# Solved: Display html text IN FRONT of Flash elements?



## matt.choules (Sep 12, 2003)

I want to have a flash video play with html links over the top of the video elements.
I know that I cannot use a flash video as a background, like a gif or jpeg, so I am defining it in the XHTML, rather than the CSS.

So far I have a test flash video and the html for the links, but the html is hidden behind the flash...

I have looked about the net and not found anything that helpful.

Here is a link to a zip with all the elements in it
http://www.megaupload.com/?d=2VFKMRCH


----------



## caraewilton (Nov 7, 2007)

Not sure if this will work, but worth a try
Place the flash video in a div with a low z-index. Then place a second div below the flash div which has a higher z index and has negative top margin. You can then place you links in this second div, which will appear above the flash div.


----------



## lumentec (Mar 23, 2008)

caraewilton said:


> Not sure if this will work, but worth a try
> Place the flash video in a div with a low z-index. Then place a second div below the flash div which has a higher z index and has negative top margin. You can then place you links in this second div, which will appear above the flash div.

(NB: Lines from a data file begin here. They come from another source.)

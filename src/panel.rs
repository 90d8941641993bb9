//! Admin panels
//!
//! The platform panel covers marketplace-wide resources; a store panel covers
//! one store's resources with `{store_id}` resolved in every path.

use crate::api::{ApiClient, ApiHttpClient, AuthContext, StoredToken};
use crate::config::Config;
use crate::controller::{ResourceListController, DEFAULT_SEARCH_DEBOUNCE};
use crate::resource::pagination::DEFAULT_LIMIT;
use crate::resource::registry::{Panel, Registry};
use anyhow::{anyhow, bail, Context, Result};
use std::sync::Arc;
use std::time::Duration;

/// Factory for the controllers of one panel
#[derive(Clone)]
pub struct AdminPanel {
    client: ApiClient,
    registry: Arc<Registry>,
    panel: Panel,
    store_id: Option<String>,
    page_size: u32,
    debounce: Duration,
}

impl AdminPanel {
    pub fn platform(client: ApiClient, registry: Registry) -> Self {
        Self {
            client,
            registry: Arc::new(registry),
            panel: Panel::Platform,
            store_id: None,
            page_size: DEFAULT_LIMIT,
            debounce: DEFAULT_SEARCH_DEBOUNCE,
        }
    }

    pub fn store(client: ApiClient, registry: Registry, store_id: &str) -> Self {
        Self {
            panel: Panel::Store,
            store_id: Some(store_id.to_string()),
            ..Self::platform(client, registry)
        }
    }

    /// Build a panel from persisted config and environment overrides
    pub fn from_config(config: &Config, panel: Panel) -> Result<Self> {
        let auth = AuthContext::new(StoredToken::new(config.effective_token_file()));
        let http = ApiHttpClient::with_timeout(config.request_timeout())?;
        let client = ApiClient::new(&config.effective_api_url(), auth, http)?;

        let mut registry = Registry::embedded();
        if let Some(path) = &config.resource_overrides {
            registry.extend_from_file(path)?;
        }

        let admin = match panel {
            Panel::Platform => Self::platform(client, registry),
            Panel::Store => {
                let store_id = config
                    .store_id
                    .as_deref()
                    .context("The store panel needs a store_id in the config")?;
                Self::store(client, registry, store_id)
            }
        };

        Ok(admin
            .with_page_size(config.page_size)
            .with_debounce(config.search_debounce()))
    }

    pub fn with_page_size(mut self, page_size: u32) -> Self {
        self.page_size = page_size.max(1);
        self
    }

    pub fn with_debounce(mut self, debounce: Duration) -> Self {
        self.debounce = debounce;
        self
    }

    pub fn panel(&self) -> Panel {
        self.panel
    }

    pub fn store_id(&self) -> Option<&str> {
        self.store_id.as_deref()
    }

    /// Resource keys shown in this panel's navigation
    pub fn resource_keys(&self) -> Vec<&str> {
        self.registry.keys_for_panel(self.panel)
    }

    /// Controller for one of this panel's resources
    pub fn controller(&self, key: &str) -> Result<ResourceListController> {
        let def = self
            .registry
            .get(key)
            .ok_or_else(|| anyhow!("Unknown resource: {}", key))?;

        if def.panel != self.panel {
            bail!("{} does not belong to the {:?} panel", key, self.panel);
        }

        let def = match &self.store_id {
            Some(store_id) => def.scoped_to_store(store_id),
            None if def.needs_store_scope() => bail!("{} needs a store id", key),
            None => def.clone(),
        };

        let limit = def.default_limit.unwrap_or(self.page_size);
        tracing::debug!("Opening {} ({}) with page size {}", key, def.path, limit);

        Ok(ResourceListController::new(self.client.clone(), def)
            .with_page_size(limit)
            .with_debounce(self.debounce))
    }
}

Make sure to position the flash with "position: relative/fixed/absolute".


----------



## matt.choules (Sep 12, 2003)

I gave up on this idea in the end and made an intro page and then a static xhtml page after.

http://www.4threichmovie.co.uk

Cheers!


----------



## matt.choules (Sep 12, 2003)

I gave up on this idea in the end and made an intro page and then a static xhtml page after.

http://www.4threichmovie.co.uk

Cheers!


----------



## dudeking (Feb 7, 2007)

I've been watching this topic and if any one does know how to do this please let me know 

It can be done as it is done here http://www.comet.co.uk/shopcomet/homePage.do?zone_id=13


----------